Adolescence explosive

Affiche Adolescence explosive
Réalisé par Brian Duffield
Titre original Spontaneous
Pays de production U.S.A.
Année 2020
Durée
Musique Joseph Trapanese
Genre Fantastique, Science fiction, Comédie
Distributeur Paramount Pictures
Acteurs Piper Perabo, Charlie Plummer, Katherine Langford, Chelah Horsdal, Rob Huebel, Kaitlyn Bernard
Age légal 16 ans
Age suggéré 16 ans
N° cinéfeuilles 855

Critique

Une vague de combustions - ou plutôt d’explosions - spontanées sert de toile de fond à une histoire d’amour entre une ado sarcastique et son ami sensible. Relevé de touches d’humour noir et d’adresses au spectateur, ce film très réussi à la saveur douce-amère, et plus profond qu’il n’y paraît, aborde de nombreuses peurs adolescentes, actuelles et intemporelles.

Mara (Katherine Langford) est en cours de maths quand, soudainement, sa voisine de devant explose, ne laissant derrière elle que ses vêtements, intacts, et une mare de sang. Bientôt, plusieurs autres élèves connaissent le même sort. Bien décidé à ne rien regretter dans ce nouveau monde où tout peut s’arrêter d’un seul coup, Dylan (Charlie Plummer) avoue à Mara qu’il craque pour elle depuis deux ans. Une romance sur fond d’incertitude et de murs tapissés d’hémoglobine va alors se développer entre les deux adolescents.
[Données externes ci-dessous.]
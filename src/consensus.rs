//! # Consensus Features
//!
//! A [`ConsensusMap`] is the output of feature grouping: each
//! [`ConsensusFeature`] links corresponding features from different feature
//! maps, and each column of the map stands for one input file.
//!
//! [`ConsensusMap::rows`] flattens the map into [`ConsensusRow`]s, the
//! tabular view used for blank scoring and export: one intensity cell per
//! column (`None` where the file has no corresponding feature) and the ids of
//! the contributing per-file features.

use serde::{Deserialize, Serialize};

/// Description of one input file (one column of the consensus map)
#[derive(Debug, Clone, PartialEq, Serialize, Deserialize)]
pub struct ColumnHeader {
    /// Raw file name of the input map
    pub filename: String,

    /// Number of features in the input map
    pub size: usize,
}

/// Reference to one per-file feature inside a consensus feature
#[derive(Debug, Clone, PartialEq)]
pub struct FeatureHandle {
    /// Column (input map index) the feature came from
    pub map_index: usize,

    /// Id of the original feature
    pub feature_id: u64,

    /// Retention time of the original feature
    pub rt: f64,

    /// m/z of the original feature
    pub mz: f64,

    /// Intensity of the original feature
    pub intensity: f64,

    /// Charge of the original feature
    pub charge: i32,
}

/// A group of corresponding features across input maps
#[derive(Debug, Clone, PartialEq)]
pub struct ConsensusFeature {
    /// Unique consensus id
    pub id: u64,

    /// Consensus retention time
    pub rt: f64,

    /// Consensus m/z
    pub mz: f64,

    /// Consensus intensity
    pub intensity: f64,

    /// Consensus charge, 0 when unknown
    pub charge: i32,

    /// Grouping quality in [0, 1]
    pub quality: f64,

    /// Member features, at most one per column, ordered by column
    pub handles: Vec<FeatureHandle>,
}

/// Result of grouping feature maps
#[derive(Debug, Clone, Default, PartialEq)]
pub struct ConsensusMap {
    /// One header per input map, in input order
    pub column_headers: Vec<ColumnHeader>,

    /// Consensus features
    pub features: Vec<ConsensusFeature>,
}

/// Flat per-row view of a consensus feature
#[derive(Debug, Clone, PartialEq)]
pub struct ConsensusRow {
    /// Consensus id
    pub id: u64,

    /// Consensus m/z
    pub mz: f64,

    /// Consensus retention time
    pub rt: f64,

    /// Consensus charge
    pub charge: i32,

    /// Grouping quality
    pub quality: f64,

    /// Intensity per column, `None` when the file has no member feature
    pub intensities: Vec<Option<f64>>,

    /// Ids of the contributing per-file features
    pub feature_ids: Vec<u64>,
}

impl ConsensusMap {
    /// Number of consensus features
    pub fn len(&self) -> usize {
        self.features.len()
    }

    /// True when there are no consensus features
    pub fn is_empty(&self) -> bool {
        self.features.is_empty()
    }

    /// Column file names, in column order
    pub fn column_names(&self) -> Vec<&str> {
        self.column_headers
            .iter()
            .map(|h| h.filename.as_str())
            .collect()
    }

    /// Flatten into one row per consensus feature
    pub fn rows(&self) -> Vec<ConsensusRow> {
        let n_columns = self.column_headers.len();

        self.features
            .iter()
            .map(|cf| {
                let mut intensities = vec![None; n_columns];
                for handle in &cf.handles {
                    if let Some(cell) = intensities.get_mut(handle.map_index) {
                        *cell = Some(cell.unwrap_or(0.0) + handle.intensity);
                    }
                }

                ConsensusRow {
                    id: cf.id,
                    mz: cf.mz,
                    rt: cf.rt,
                    charge: cf.charge,
                    quality: cf.quality,
                    intensities,
                    feature_ids: cf.handles.iter().map(|h| h.feature_id).collect(),
                }
            })
            .collect()
    }
}

#[cfg(test)]
mod tests {
    use super::*;

    fn handle(map_index: usize, feature_id: u64, intensity: f64) -> FeatureHandle {
        FeatureHandle {
            map_index,
            feature_id,
            rt: 100.0,
            mz: 200.0,
            intensity,
            charge: 1,
        }
    }

    #[test]
    fn test_rows_mark_missing_columns() {
        let map = ConsensusMap {
            column_headers: vec![
                ColumnHeader { filename: "a.mzML".into(), size: 1 },
                ColumnHeader { filename: "b.mzML".into(), size: 0 },
                ColumnHeader { filename: "c.mzML".into(), size: 1 },
            ],
            features: vec![ConsensusFeature {
                id: 42,
                rt: 100.0,
                mz: 200.0,
                intensity: 150.0,
                charge: 1,
                quality: 0.5,
                handles: vec![handle(0, 1, 100.0), handle(2, 9, 200.0)],
            }],
        };

        let rows = map.rows();
        assert_eq!(rows.len(), 1);
        assert_eq!(rows[0].intensities, vec![Some(100.0), None, Some(200.0)]);
        assert_eq!(rows[0].feature_ids, vec![1, 9]);
        assert_eq!(map.column_names(), vec!["a.mzML", "b.mzML", "c.mzML"]);
    }
}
Bien que ce film ait été tourné avant la pandémie et qu’il soit adapté d’un livre datant de 2016, il résonne étonnamment bien avec le contexte actuel (même si ici la «maladie» ne touche qu’une tranche de la population): les protagonistes peuvent mourir ou voir leurs proches mourir à tout instant, les adolescents se voient blâmés pour une soi-disant malédiction qu’ils auraient causée (ce qui rappelle les propos de Trump sur le «virus chinois» ou la démonisation des jeunes, qui ont souvent été accusés de propager le coronavirus sans s’en soucier), sont mis en quarantaine et doivent tester des médicaments, avec plus ou moins de succès. Si cette ressemblance avec la réalité (fortuite ou non) peut sembler anxiogène, dans une période où on souhaite regarder des films pour s’échapper de cette réalité et non s’y plonger, les autres aspects de la réalisation parviennent toutefois à nous emporter.

Les références à la culture populaire (Carrie de Brian De Palma et Scanners de David Cronenberg étant en première ligne, et on a peu de mal à saisir pourquoi, le répandage d’hémoglobine et les têtes qui explosent y occupant le devant de la scène) sont savoureuses et contribuent à construire la personnalité piquante et cultivée des personnages. À ce propos, la représentation de la protagoniste principale peut diviser: Mara est dépeinte d’une manière qui se veut cool et originale, à la manière de cet archétype de la fille qui n’est «pas comme les autres» mais en réalité, elle est souvent plus énervante qu’autre chose. Heureusement, cela change dans le dernier tiers, où elle révèle sa dimension vulnérable. Par contre, sa meilleure amie Tess (Hayley Law) et Dylan sont merveilleux et tellement attachants qu’on a peur à chaque moment de leur présence à l’écran de les voir être réduits en bouillie cramoisie. La bande originale est également en parfaite adéquation avec le ton du film, proposant des chansons aux sonorités pop mais aux paroles sinistres. Même si le suspense - savoir qui sera la prochaine victime - est omniprésent, la réalisation laisse également la place à l’humour, à l’émotion et à des séquences plus «expérimentales» dans lesquelles les personnages brisent le quatrième mur ou racontent leurs souvenirs en incluant le spectateur.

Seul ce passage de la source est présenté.